8 | Satu Nama

9.8K 1.5K 165
                                    


"Goblok!"

Suara makian dua temannya tetap tidak merebut fokus Ren pada sebatang rokok yang ia isap.

"Kalo lo mau cium orang tuh harus pastiin tiga hal."

"Satu?" tanya Sam sambil mendekat ke Gilang, pura-pura penasaran.

"Dia pacar lo."

"Dua?"

"Kalo dia bukan pacar lo, seenggaknya dia tertarik sama lo."

"Tiga?"

"Kalau dia nggak tertarik sama lo, minimal dia nggak benci sama lo!"

"Terus si Rosa bukan di posisi mana sampai berani tampar Ren?" Sam mengernyit bingung. Ia bahkan menerawang dan menyentuhkan jarinya di dagu.

"Semuanya, bego. Rosa bukan pacar Ren, Rosa nggak tertarik sama Ren, dan yang paling parah, Rosa benci banget sama Ren. Siapa pun cewek pasti bereaksi gitu, lah."

Sam mengangguk. "Oh gitu, cewek tuh kalau dicipok sama orang yang dia benci, berasa direndahin ya, padahal cowoknya beneran cinta. Kalau dicipok sama orang yang disuka, berasa disayang, padahal cowoknya cuma iseng."

Ren menoleh cepat ke Sam. "Lo ngomong apa?" desisnya.

Sam menggeleng. "Gue ngomongin orang lain, bukan lo. Tenang aja. Takut banget ketahuan suka sama Rosa."

Ren melotot. "Ngomong sekali lagi."

Gilang tertawa. Ia yang berada di deretan kursi paling kiri menatap Ren dengan senyum gelinya. "Ya gini kalau bukan fuckboy, ngurusin satu cewek aja repot banget. Gagal move on. Akhirnya sadboy lo entar, Ren. Udahlah, obsesi lo ke Rosa tuh karena apa, sih?"

"Karena dia susah ditaklukin, Lang. Besok kalo Rosa udah luluh, pasti juga Ren cari yang lain." Sam berdecih.

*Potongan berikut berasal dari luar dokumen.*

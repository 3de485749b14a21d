use anyhow::{anyhow, Context, Result};
use chrono::{DateTime, Local, NaiveDateTime, TimeZone};
use chrono_tz::Tz;
use common::{format_duration, BackupStatus, Configuration};
use serde::Deserialize;
use std::time::Duration;

/// Timestamp layout in the workstation's status file, e.g. `03:04 PM, Mon 02/01/2006`.
pub const ACER_TIME_FORMAT: &str = "%I:%M %p, %a %d/%m/%Y";
/// Timestamp layout written into reports.
pub const REPORT_TIME_FORMAT: &str = "%Y-%m-%d %H:%M:00";

/// Subset of Syncthing's `/rest/db/status` response.
#[derive(Debug, Clone, Default, Deserialize, PartialEq, Eq)]
#[serde(rename_all = "camelCase", default)]
pub struct SyncthingStatus {
    pub errors: i64,
    pub global_bytes: i64,
    pub global_files: i64,
    pub in_sync_bytes: i64,
    pub in_sync_files: i64,
    pub local_bytes: i64,
    pub local_files: i64,
    pub need_bytes: i64,
    pub need_files: i64,
    pub pull_errors: i64,
    pub state: String,
    pub state_changed: String,
}

/// The workstation's status file: a title line, a date line, a time line,
/// then a Syncthing-style JSON document with its local counts.
#[derive(Debug, Clone, PartialEq, Eq)]
pub struct AcerStatus {
    pub title: String,
    pub date_string: String,
    pub time_string: String,
    pub file_count: i64,
    pub byte_count: i64,
}

pub fn parse_acer_status(content: &str) -> Result<AcerStatus> {
    let mut lines = content.lines();
    let mut next_line = |what: &str| {
        lines
            .next()
            .map(|l| l.trim().to_string())
            .ok_or_else(|| anyhow!("status file has no {} line", what))
    };
    let title = next_line("title")?;
    let date_string = next_line("date")?;
    let time_string = next_line("time")?;
    let json: String = lines.collect::<Vec<_>>().join("\n");
    let counts: SyncthingStatus =
        serde_json::from_str(&json).context("status file JSON is malformed")?;
    Ok(AcerStatus {
        title,
        date_string,
        time_string,
        file_count: counts.local_files,
        byte_count: counts.local_bytes,
    })
}

/// Interpret the status file's date and time strings in `zone`.
pub fn parse_acer_time(acer: &AcerStatus, zone: &str) -> Result<DateTime<Tz>> {
    let tz: Tz = zone
        .parse()
        .map_err(|e| anyhow!("unknown time zone '{}': {}", zone, e))?;
    let text = format!("{}, {}", acer.time_string, acer.date_string);
    let naive = NaiveDateTime::parse_from_str(&text, ACER_TIME_FORMAT)
        .with_context(|| format!("parsing status time '{}'", text))?;
    tz.from_local_datetime(&naive)
        .earliest()
        .ok_or_else(|| anyhow!("status time '{}' does not exist in {}", text, zone))
}

/// Compare the two sources. Whatever could be read is filled in; missing
/// counts stay zero and each problem is reported in `errors`.
pub fn compare(
    server_time: DateTime<Local>,
    acer: Result<AcerStatus>,
    syncthing: Result<SyncthingStatus>,
    zone: &str,
) -> (BackupStatus, Vec<String>) {
    let mut errors = Vec::new();
    let mut status = BackupStatus {
        server_time: server_time.format(REPORT_TIME_FORMAT).to_string(),
        ..Default::default()
    };

    let syncthing = match syncthing {
        Ok(s) => {
            status.backed_up_files = s.local_files;
            status.backed_up_bytes = s.local_bytes;
            Some(s)
        }
        Err(e) => {
            errors.push(format!("syncthing: {:#}", e));
            None
        }
    };

    match acer {
        Ok(acer) => {
            status.acer_files = acer.file_count;
            status.acer_bytes = acer.byte_count;
            status.acer_time_stamp = format!("{}, {} {}", acer.time_string, acer.date_string, zone);
            if syncthing.is_some() {
                status.missing_files = status.acer_files - status.backed_up_files;
                status.missing_bytes = status.acer_bytes - status.backed_up_bytes;
            }
            match parse_acer_time(&acer, zone) {
                Ok(t) => {
                    status.acer_time_stamp = t.format(REPORT_TIME_FORMAT).to_string();
                    status.acer_age = format_duration(server_time.signed_duration_since(t));
                }
                Err(e) => errors.push(format!("status time: {:#}", e)),
            }
        }
        Err(e) => errors.push(format!("status file: {:#}", e)),
    }
    (status, errors)
}

/// Reads the status file and asks Syncthing for its view of the folder.
pub struct StatusSource {
    client: reqwest::Client,
}

impl StatusSource {
    pub fn new() -> Self {
        let client = reqwest::Client::builder()
            .timeout(Duration::from_secs(30))
            .build()
            .unwrap_or_else(|_| reqwest::Client::new());
        Self { client }
    }

    pub async fn syncthing_status(&self, c: &Configuration) -> Result<SyncthingStatus> {
        if c.sync_api_endpoint.is_empty() {
            return Err(anyhow!("Syncthing API endpoint not configured"));
        }
        let response = self
            .client
            .get(&c.sync_api_endpoint)
            .query(&[("folder", &c.sync_folder_id)])
            .header("X-API-Key", &c.sync_api_key)
            .send()
            .await
            .context("Syncthing request failed")?;
        if !response.status().is_success() {
            return Err(anyhow!("Syncthing responded with {}", response.status()));
        }
        let text = response.text().await.context("reading Syncthing response")?;
        serde_json::from_str(&text).with_context(|| format!("Syncthing response is not status JSON: {}", text))
    }

    pub async fn acer_status(&self, c: &Configuration) -> Result<AcerStatus> {
        let content = tokio::fs::read_to_string(&c.acer_file_path)
            .await
            .with_context(|| format!("opening {}", c.acer_file_path))?;
        parse_acer_status(&content)
    }

    /// A fresh `BackupStatus` plus the problems met while building it.
    pub async fn current(&self, c: &Configuration) -> (BackupStatus, Vec<String>) {
        let syncthing = self.syncthing_status(c).await;
        let acer = self.acer_status(c).await;
        let (status, errors) = compare(Local::now(), acer, syncthing, &c.acer_time_zone);
        for e in &errors {
            log::error!("status: {}", e);
        }
        (status, errors)
    }
}

impl Default for StatusSource {
    fn default() -> Self {
        Self::new()
    }
}
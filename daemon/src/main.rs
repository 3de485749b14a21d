mod config;
mod control;
mod history;
mod ipc;
mod logs;
mod mailer;
mod pages;
mod report;
mod scheduler;
mod settings;
mod status;
mod web;

use anyhow::Context;
use clap::Parser;
use common::JobKey;
use config::ConfigStore;
use control::ControlBus;
use history::HistoryLog;
use mailer::{MailTransport, SmtpMailer};
use report::{HistoryReport, LogReport, ReportGenerator, ReportJob, StatusReport};
use scheduler::{PeriodicScheduler, WatchScheduler};
use status::StatusSource;
use std::path::{Path, PathBuf};
use std::sync::Arc;
use web::AppState;

#[derive(Parser)]
#[command(author, version, about, long_about = None)]
struct Args {
    /// Configuration file, rewritten when settings change
    #[arg(long, default_value = common::DEFAULT_CONFIG_PATH)]
    config: PathBuf,
    /// Log file, also the source of the reporter log emails
    #[arg(long, default_value = common::DEFAULT_LOG_FILE)]
    logfile: PathBuf,
    /// Control socket for the reporter CLI
    #[arg(long, default_value = common::DEFAULT_SOCKET_PATH)]
    socket: PathBuf,
}

#[tokio::main]
async fn main() -> anyhow::Result<()> {
    let args = Args::parse();
    setup_logging(&args.logfile)?;
    log::info!("Starting syncbox reporter...");

    let store = ConfigStore::open(args.config.clone())
        .with_context(|| format!("Cannot start without a configuration ({:?})", args.config))?;
    let config = Arc::new(store);
    let initial = config.get()?;
    log::info!("Using configuration {:?}, serving on port {}", config.path().unwrap_or_default(), initial.port);

    let bus = Arc::new(ControlBus::new());
    let status = Arc::new(StatusSource::new());
    let history = Arc::new(HistoryLog::new());
    let transport: Arc<dyn MailTransport> = Arc::new(SmtpMailer::new());

    for key in JobKey::ALL {
        let generator: Arc<dyn ReportGenerator> = match key {
            JobKey::History => Arc::new(HistoryReport::new(status.clone(), history.clone())),
            JobKey::Reporter | JobKey::Simmon => Arc::new(LogReport::new(key)),
            JobKey::Status => Arc::new(StatusReport::new(status.clone(), history.clone())),
        };
        let action = Arc::new(ReportJob::new(config.clone(), generator, transport.clone()));
        let control = bus
            .take_receiver(key)
            .with_context(|| format!("control channel for {} already taken", key))?;
        if key.is_periodic() {
            tokio::spawn(PeriodicScheduler::new(config.clone(), control, action).run());
        } else {
            tokio::spawn(WatchScheduler::new(config.clone(), control, action).run());
        }
    }

    let state = AppState {
        config: config.clone(),
        bus,
        status,
        history,
    };

    let listener = ipc::bind(&args.socket)?;
    let ipc_state = state.clone();
    tokio::spawn(async move {
        if let Err(e) = ipc::serve(listener, ipc_state).await {
            log::error!("ipc: server stopped: {:#}", e);
        }
    });

    web::serve(state, &initial.port, &initial.assets_root).await
}

fn setup_logging(log_file: &Path) -> anyhow::Result<()> {
    fern::Dispatch::new()
        .format(|out, message, record| {
            out.finish(format_args!(
                "{} [{}][{}] {}",
                chrono::Local::now().format(common::TIME_FORMAT),
                record.target(),
                record.level(),
                message
            ))
        })
        .level(log::LevelFilter::Info)
        .level_for("hyper", log::LevelFilter::Warn)
        .level_for("reqwest", log::LevelFilter::Warn)
        .chain(std::io::stdout())
        .chain(fern::log_file(log_file).with_context(|| format!("Cannot open log file {:?}", log_file))?)
        .apply()?;
    Ok(())
}
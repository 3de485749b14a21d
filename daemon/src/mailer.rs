use anyhow::{anyhow, Context, Result};
use async_trait::async_trait;
use common::Configuration;
use lettre::message::header::ContentType;
use lettre::message::Mailbox;
use lettre::transport::smtp::authentication::Credentials;
use lettre::{Message, SmtpTransport, Transport};

/// An HTML email ready to hand to a transport.
#[derive(Debug, Clone, PartialEq, Eq)]
pub struct Email {
    pub from: String,
    /// One or more comma separated addresses.
    pub to: String,
    pub subject: String,
    pub html_body: String,
}

#[derive(Debug, Clone, PartialEq, Eq)]
pub struct SmtpSettings {
    pub host: String,
    pub username: String,
    pub password: String,
}

impl SmtpSettings {
    pub fn from_config(c: &Configuration) -> Self {
        Self {
            host: c.email_host.clone(),
            username: c.email_user_name.clone(),
            password: c.email_password.clone(),
        }
    }
}

/// Delivers one email, synchronously from the caller's point of view.
#[async_trait]
pub trait MailTransport: Send + Sync {
    async fn send(&self, email: Email, smtp: SmtpSettings) -> Result<()>;
}

/// SMTP over implicit TLS (port 465).
pub struct SmtpMailer;

impl SmtpMailer {
    pub fn new() -> Self {
        Self
    }
}

impl Default for SmtpMailer {
    fn default() -> Self {
        Self::new()
    }
}

#[async_trait]
impl MailTransport for SmtpMailer {
    async fn send(&self, email: Email, smtp: SmtpSettings) -> Result<()> {
        let message = build_message(&email)?;
        if smtp.host.is_empty() {
            return Err(anyhow!("SMTP host not configured"));
        }
        // lettre's SmtpTransport blocks; keep it off the runtime threads.
        tokio::task::spawn_blocking(move || {
            let creds = Credentials::new(smtp.username, smtp.password);
            let mailer = SmtpTransport::relay(&smtp.host)?.credentials(creds).build();
            mailer.send(&message)?;
            Ok::<_, anyhow::Error>(())
        })
        .await
        .context("SMTP send task failed")??;
        log::info!("Email '{}' sent to {}", email.subject, email.to);
        Ok(())
    }
}

pub fn build_message(email: &Email) -> Result<Message> {
    let from: Mailbox = email
        .from
        .parse()
        .with_context(|| format!("Invalid from address '{}'", email.from))?;
    let mut builder = Message::builder().from(from).subject(&email.subject);

    let mut recipients = 0;
    for to in email.to.split(',').map(str::trim).filter(|s| !s.is_empty()) {
        let to: Mailbox = to.parse().with_context(|| format!("Invalid to address '{}'", to))?;
        builder = builder.to(to);
        recipients += 1;
    }
    if recipients == 0 {
        return Err(anyhow!("No recipient configured"));
    }

    Ok(builder.header(ContentType::TEXT_HTML).body(email.html_body.clone())?)
}

#[cfg(test)]
mod tests {
    use super::*;

    fn email(to: &str) -> Email {
        Email {
            from: "box@example.com".into(),
            to: to.into(),
            subject: "Backup status".into(),
            html_body: "<p>ok</p>".into(),
        }
    }

    #[test]
    fn test_build_message_with_several_recipients() {
        let message = build_message(&email("a@example.com, b@example.com")).unwrap();
        let raw = String::from_utf8(message.formatted()).unwrap();
        assert!(raw.contains("a@example.com"));
        assert!(raw.contains("b@example.com"));
        assert!(raw.contains("Subject: Backup status"));
        assert!(raw.contains("text/html"));
    }

    #[test]
    fn test_build_message_rejects_bad_addresses() {
        assert!(build_message(&email("")).is_err());
        assert!(build_message(&email("not an address")).is_err());
        let mut bad_from = email("a@example.com");
        bad_from.from = "nobody".into();
        assert!(build_message(&bad_from).is_err());
    }

    #[tokio::test]
    async fn test_missing_host_is_an_error() {
        let smtp = SmtpSettings {
            host: String::new(),
            username: "u".into(),
            password: "p".into(),
        };
        let err = SmtpMailer::new().send(email("a@example.com"), smtp).await.unwrap_err();
        assert!(err.to_string().contains("SMTP host"));
    }
}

"Gue nggak yakin. Kayaknya malah Ren yang tunduk entar." Gilang terkikik. "Udah kena tampar aja masih nggak tahu diri ngejar. Ya cuma temen lo itu, Sam."

"Temen lo juga, kampret!"

Ren masih terdiam. Baginya, tamparan kemarin tidak ada apa-apanya dibanding rasa lega saat mendengar Rosa menumpahkan semua sakit hati itu. Ren bertaruh, ia bahkan rela menjadi samsak yang Rosa pukuli saat gadis itu marah-marah atas perlakuan Ren di masa lalu. Karena hanya dengan cara itu Ren merasa dimanusiakan atas kelakuannya yang seperti binatang.

"Woy, Ren. Itu rokok udah pendek, lo mau mulut lo kebakar?"

Ren tersadar saat tangannya disentak Sam dan rokok itu langsung terjatuh ke lantai.

"Sejak ketemu Rosa, kerjaan lo ngelamun mulu. Deketin lah kalau lo suka. Susah amat jadi orang."

Gilang dan Sam mungkin tidak mengerti ada kisah apa di balik pengejaran Ren terhadap Rosa. Di hari pertama ia melihat Rosa lagi, tidak ada yang sanggup Ren pikirkan kecuali sang mama. Entah, ia hanya merasa harus membawa Rosa ke hadapan mamanya. Niat itu tercetus dengan tindakan pelan yang coba Ren rencanakan, tapi kenyataan bahwa Abri mengejar Rosa sampai seperti itu rasanya ia sangat marah.

Walau Ren bukan lelaki baik-baik, tapi ia bersumpah bahwa Abri juga busuk. Hal itu yang membuat Ren kelepasan dan malah membicarakan niatnya di depan Rosa. Bodoh, ia tahu. Perempuan mana yang mau diajak ke rumah lelaki asing? Dengan alasan bertemu sang mama?

Hanya Ren dan emosinya yang bisa menciptakan kebodohan itu.

Tatap Ren tertuju ke gerbang kampus, mengingat bagaimana dulu di gerbang SMA, ia memanggil-manggil nama Rosa dengan kurang ajar sampai beberapa orang mengira ia gila. Tapi Ren akui, ia senang. Mendapati ekspresi datar Rosa yang menganggapnya tidak ada cukup membuatnya tertawa geli setelahnya, membantu Ren melupakan sejenak kepelikan yang ia alami saat itu.